A ministra dos Povos Indígenas, Sonia Guajajara, declarou que as recentes ações que retiraram ocupantes da Terra Indígena Uru-Eu-Wau-Wau, em Rondônia, enfrentaram uma série de atividades ilegais. Ela também afirmou que essa área estava sujeita à ocupação de grandes produtores rurais. Apesar disso, Guajajara ressaltou a disposição do ministério para debater a regularidade dos assentamentos anteriores à demarcação dessa terra indígena. A ministra fez essas declarações durante audiência pública na Comissão de Direitos Humanos do Senado (CDH) nesta quarta-feira (10).
Por outro lado, o senador Marcos Rogério (PL-RO), que presidiu parte da audiência, afirmou que a demarcação da Terra Indígena Uru-Eu-Wau-Wau foi um “erro grosseiro” do governo federal, que não teria respeitado os projetos de assentamento vigentes. Ele resssaltou que há a disposição para buscar um entendimento técnico sobre a questão com os órgãos envolvidos na controvérsia.
A operação de desintrusão dessa terra indígena, que reuniu diversos órgãos federais, foi iniciada em setembro, em cumprimento à determinação do Supremo Tribunal Federal (STF) que obrigou o governo a assegurar a integridade dos povos originários.
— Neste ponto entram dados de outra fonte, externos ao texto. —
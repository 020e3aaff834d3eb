//! Native code generation
//!
//! The backend lowers trace IR to machine code through a per-architecture
//! micro-assembler (x86-64 and AArch64). Both assemblers implement the
//! [`MicroAsm`] primitive set over *bank indices* — the abstract register
//! numbers the allocator hands out — so the shared lowering walk in
//! [`lower`] and the direct-loop fast path in [`fastloop`] stay
//! architecture-neutral. Emitted bytes go through a
//! [`codebuf::CodeBuffer`] that starts read-write and is finalized
//! read-execute.

pub mod aarch64;
pub mod codebuf;
pub mod fastloop;
pub mod lower;
pub mod x86_64;

use crate::jit::recorder::RecordedTrace;
use crate::jit::regalloc::{self, Allocation, RegAllocError};

pub use codebuf::{CodeBuffer, ExecBuf};

/// Errors during code generation.
#[derive(Debug, thiserror::Error)]
pub enum CodegenError {
    /// The host architecture has no assembler.
    #[error("unsupported host architecture")]
    UnsupportedHost,
    /// The trace assembled past the per-trace code limit.
    #[error("code buffer exhausted")]
    CodeTooLarge,
    /// Register allocation failed.
    #[error(transparent)]
    RegAlloc(#[from] RegAllocError),
    /// The platform refused executable memory.
    #[error("executable memory: {0}")]
    Memory(String),
}

/// Entry signature of a compiled trace:
/// `(locals base, globals values base, constants base) -> sentinel`.
/// The return value is −1 for a clean completion or the index of the side
/// exit that fired; exit state travels through the exit-state area whose
/// address is baked into the prologue.
pub type TraceEntryFn = unsafe extern "C" fn(*mut u64, *mut u64, *const u64) -> i64;

/// Sentinel returned by traces that ran to their clean completion.
pub const CLEAN_RETURN: i64 = -1;

// ===== Exit-state area layout (byte offsets) =====

/// General-register dump, indexed by bank number (16 slots).
pub const STATE_GPR_DUMP: u32 = 0;
/// Floating-point dump, indexed by bank number (8 slots).
pub const STATE_FPR_DUMP: u32 = 128;
/// Spill slots (64).
pub const STATE_SPILL: u32 = 192;
/// Division staging (divisor, then result).
pub const STATE_DIV0: u32 = 704;
/// Second division staging slot.
pub const STATE_DIV1: u32 = 712;
/// Baked f64 sign-bit mask, for float negation.
pub const STATE_NEG_MASK: u32 = 720;
/// Total size of the exit-state area in u64 words.
pub const STATE_WORDS: usize = 96;

/// Byte offset of spill slot `s`.
#[inline]
pub fn spill_off(s: u16) -> u32 {
    STATE_SPILL + (s as u32) * 8
}

/// Integer condition codes.
#[derive(Debug, Clone, Copy, PartialEq, Eq)]
pub enum Cc {
    /// Equal
    Eq,
    /// Not equal
    Ne,
    /// Signed less-than
    Lt,
    /// Signed less-or-equal
    Le,
    /// Signed greater-than
    Gt,
    /// Signed greater-or-equal
    Ge,
}

/// Floating-point comparison kinds (ordered: any NaN operand yields false,
/// except `Ne`, which yields true).
#[derive(Debug, Clone, Copy, PartialEq, Eq)]
pub enum FCc {
    /// a < b
    Lt,
    /// a <= b
    Le,
    /// a > b
    Gt,
    /// a >= b
    Ge,
    /// a == b
    Eq,
    /// a != b
    Ne,
}

/// A forward-branch patch site returned by `jcc`/`jmp`.
#[derive(Debug, Clone, Copy)]
pub struct Patch(pub usize);

/// The per-architecture micro-assembler.
///
/// Register operands are *bank indices*: `0..NUM_GPR` are the allocatable
/// general registers, `S0`/`S1` are the two caller-side scratch registers,
/// and the same scheme applies to the floating-point bank with `FS0`/`FS1`.
/// The pinned base registers (locals, globals, constants, exit state) are
/// not addressable by index; they are reached through the dedicated
/// load/store methods. 32-bit operations zero-extend their results on both
/// architectures.
pub trait MicroAsm {
    /// Allocatable general registers.
    const NUM_GPR: u8;
    /// Allocatable floating-point registers.
    const NUM_FPR: u8 = regalloc::NUM_FPR;
    /// First general scratch index.
    const S0: u8;
    /// Second general scratch index.
    const S1: u8;
    /// First floating-point scratch index.
    const FS0: u8;
    /// Second floating-point scratch index.
    const FS1: u8;

    /// Fresh assembler with an empty code vector.
    fn new() -> Self;
    /// Current emission offset.
    fn pos(&self) -> usize;
    /// Finish and take the code bytes.
    fn into_code(self) -> Vec<u8>;

    /// Function prologue: save callee-saved registers, pin the three
    /// argument bases, and load the exit-state base address.
    fn prologue(&mut self, exit_state: u64);
    /// Restore callee-saved registers and return.
    fn epilogue_ret(&mut self);
    /// Set the return register to a small immediate.
    fn set_return(&mut self, v: i32);

    /// 64-bit register move.
    fn mov_rr(&mut self, dst: u8, src: u8);
    /// 32-bit register move (zero-extends).
    fn mov32_rr(&mut self, dst: u8, src: u8);
    /// Load a 64-bit immediate.
    fn mov_ri(&mut self, dst: u8, imm: i64);

    /// dst = locals[slot]
    fn load_local(&mut self, dst: u8, slot: u16);
    /// locals[slot] = src
    fn store_local(&mut self, src: u8, slot: u16);
    /// dst = globals[slot]
    fn load_global(&mut self, dst: u8, slot: u16);
    /// globals[slot] = src
    fn store_global(&mut self, src: u8, slot: u16);
    /// dst = exit_state[off]
    fn load_state(&mut self, dst: u8, off: u32);
    /// exit_state[off] = src
    fn store_state(&mut self, src: u8, off: u32);
    /// FP load from the exit-state area.
    fn fload_state(&mut self, dst: u8, off: u32);
    /// FP store to the exit-state area.
    fn fstore_state(&mut self, src: u8, off: u32);

    /// dst = a + b (32-bit)
    fn add32(&mut self, dst: u8, a: u8, b: u8);
    /// dst = a - b (32-bit)
    fn sub32(&mut self, dst: u8, a: u8, b: u8);
    /// dst = a * b (32-bit)
    fn mul32(&mut self, dst: u8, a: u8, b: u8);
    /// dst = -a (32-bit)
    fn neg32(&mut self, dst: u8, a: u8);
    /// dst = a + imm (32-bit)
    fn add32i(&mut self, dst: u8, a: u8, imm: i32);
    /// dst = a / b, signed 32-bit, truncated. The implementation saves and
    /// restores any registers its ISA uses implicitly.
    fn sdiv32(&mut self, dst: u8, a: u8, b: u8);
    /// dst = a % b, signed 32-bit, sign follows the dividend.
    fn srem32(&mut self, dst: u8, a: u8, b: u8);

    /// dst = a & b (64-bit)
    fn and64(&mut self, dst: u8, a: u8, b: u8);
    /// dst = a | b (64-bit)
    fn or64(&mut self, dst: u8, a: u8, b: u8);
    /// dst = a ^ b (64-bit)
    fn xor64(&mut self, dst: u8, a: u8, b: u8);
    /// dst = a ^ imm (32-bit)
    fn xor32i(&mut self, dst: u8, a: u8, imm: i32);
    /// dst = a & imm (64-bit, sign-extended immediate)
    fn and64i(&mut self, dst: u8, a: u8, imm: i32);
    /// dst = a << sh (64-bit)
    fn shl64i(&mut self, dst: u8, a: u8, sh: u8);
    /// dst = a >> sh (64-bit, logical)
    fn shr64i(&mut self, dst: u8, a: u8, sh: u8);

    /// Compare two 32-bit registers (sets flags).
    fn cmp32(&mut self, a: u8, b: u8);
    /// Compare a 32-bit register with an immediate.
    fn cmp32i(&mut self, a: u8, imm: i32);
    /// Compare two 64-bit registers.
    fn cmp64(&mut self, a: u8, b: u8);
    /// Compare a 64-bit register with a sign-extended immediate.
    fn cmp64i(&mut self, a: u8, imm: i32);
    /// dst = flags satisfy cc (0 or 1, zero-extended).
    fn setcc(&mut self, dst: u8, cc: Cc);

    /// Forward conditional branch; patch later with [`MicroAsm::bind`].
    fn jcc(&mut self, cc: Cc) -> Patch;
    /// Forward unconditional branch.
    fn jmp(&mut self) -> Patch;
    /// Backward unconditional branch to a known offset.
    fn jmp_back(&mut self, target: usize);
    /// Resolve a forward branch to the current position.
    fn bind(&mut self, p: Patch);

    /// FP move from a general register (raw bits).
    fn fmov_from_gpr(&mut self, dst: u8, src: u8);
    /// General register from FP (raw bits).
    fn fmov_to_gpr(&mut self, dst: u8, src: u8);
    /// FP register move.
    fn fmov(&mut self, dst: u8, src: u8);
    /// dst = a + b
    fn fadd(&mut self, dst: u8, a: u8, b: u8);
    /// dst = a - b
    fn fsub(&mut self, dst: u8, a: u8, b: u8);
    /// dst = a * b
    fn fmul(&mut self, dst: u8, a: u8, b: u8);
    /// dst = a / b
    fn fdiv(&mut self, dst: u8, a: u8, b: u8);
    /// dst = -a (reads the baked sign mask from the exit-state area where
    /// the ISA has no direct negate)
    fn fneg(&mut self, dst: u8, a: u8);
    /// dst(gpr) = compare a and b per `cc` (may clobber `S1`; its register
    /// arguments are always floating-point, so no caller value is at risk).
    fn fcmp_set(&mut self, dst: u8, a: u8, b: u8, cc: FCc);
    /// dst(fp) = (double) src(gpr, signed 32-bit)
    fn cvt_i32_f64(&mut self, dst: u8, src: u8);
}

/// Output of assembling one trace.
pub struct AssembledTrace {
    /// Raw machine code.
    pub code: Vec<u8>,
    /// Stub offset per side exit, in exit order.
    pub stub_offsets: Vec<u32>,
    /// Whether the direct-loop fast path produced this code.
    pub fast_path: bool,
}

/// A compiled, executable trace body.
pub struct TraceCode {
    /// Owning executable mapping.
    pub buf: ExecBuf,
    /// Entry function pointer into the mapping.
    pub entry: TraceEntryFn,
    /// Stub offset per side exit.
    pub stub_offsets: Vec<u32>,
    /// Whether the fast path was used.
    pub fast_path: bool,
}

/// Assemble and publish one trace for the host architecture.
///
/// Tries the direct-loop fast path first; anything outside its grammar goes
/// through register allocation and the general lowering walk.
pub fn compile_trace(
    trace: &RecordedTrace,
    exit_state: *mut u64,
) -> Result<(TraceCode, Option<Allocation>), CodegenError> {
    let (assembled, alloc) = assemble_host(trace, exit_state as u64)?;
    if assembled.code.len() > crate::jit::ir::MAX_CODE_BYTES {
        return Err(CodegenError::CodeTooLarge);
    }

    let mut cb = CodeBuffer::with_capacity(assembled.code.len())?;
    cb.write(&assembled.code)?;
    let buf = cb.finalize()?;
    // Safety: the buffer was just published read-execute and the prologue
    // begins at offset zero with the TraceEntryFn ABI.
    let entry: TraceEntryFn = unsafe { std::mem::transmute(buf.ptr()) };
    Ok((
        TraceCode {
            buf,
            entry,
            stub_offsets: assembled.stub_offsets,
            fast_path: assembled.fast_path,
        },
        alloc,
    ))
}

#[cfg(target_arch = "x86_64")]
fn assemble_host(
    trace: &RecordedTrace,
    exit_state: u64,
) -> Result<(AssembledTrace, Option<Allocation>), CodegenError> {
    assemble::<x86_64::X64Asm>(trace, exit_state)
}

#[cfg(target_arch = "aarch64")]
fn assemble_host(
    trace: &RecordedTrace,
    exit_state: u64,
) -> Result<(AssembledTrace, Option<Allocation>), CodegenError> {
    assemble::<aarch64::A64Asm>(trace, exit_state)
}

#[cfg(not(any(target_arch = "x86_64", target_arch = "aarch64")))]
fn assemble_host(
    _trace: &RecordedTrace,
    _exit_state: u64,
) -> Result<(AssembledTrace, Option<Allocation>), CodegenError> {
    Err(CodegenError::UnsupportedHost)
}

#[allow(dead_code)] // unreferenced on hosts without an assembler
fn assemble<A: MicroAsm>(
    trace: &RecordedTrace,
    exit_state: u64,
) -> Result<(AssembledTrace, Option<Allocation>), CodegenError> {
    if let Some(plan) = fastloop::recognize(trace) {
        let assembled = fastloop::emit::<A>(trace, &plan, exit_state);
        return Ok((assembled, None));
    }
    let alloc = regalloc::allocate(&trace.buf, A::NUM_GPR)?;
    let assembled = lower::compile::<A>(trace, &alloc, exit_state);
    Ok((assembled, Some(alloc)))
}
Em novembro, as notícias de supostas ilegalidades na operação levaram uma comitiva de senadores a discutir o problema em outra audiência pública, promovida no município de Alvorada d’Oeste, em Rondônia. Foi nessa ocasião que Marcos Rogério sugeriu que a ministra fosse convidada a debater a questão — o que aconteceu nesta quarta-feira. Durante aquela visita, ele argumentou que a operação provocou “impactos sociais severos” e afetou pequenos produtores rurais que vivem há décadas no local.
Sobrevivência
Sonia Guajajara apoiou a decisão do STF e ressaltou que as práticas de grilagem, desmatamento e garimpo ocorrem “corriqueiramente” em reservas. Ela disse que, no caso da Terra Indígena Uru-Eu-Wau-Wau, há povos de recente contato e de isolamento voluntário, que são mais vulneráveis aos efeitos de invasões de não-indígenas.
— Estamos tratando da sobrevivência de um povo que quase foi exterminado. (…) Não se trata apenas de propriedade de terra; é a garantia de que o Estado impeça, no presente, que se repita um genocídio.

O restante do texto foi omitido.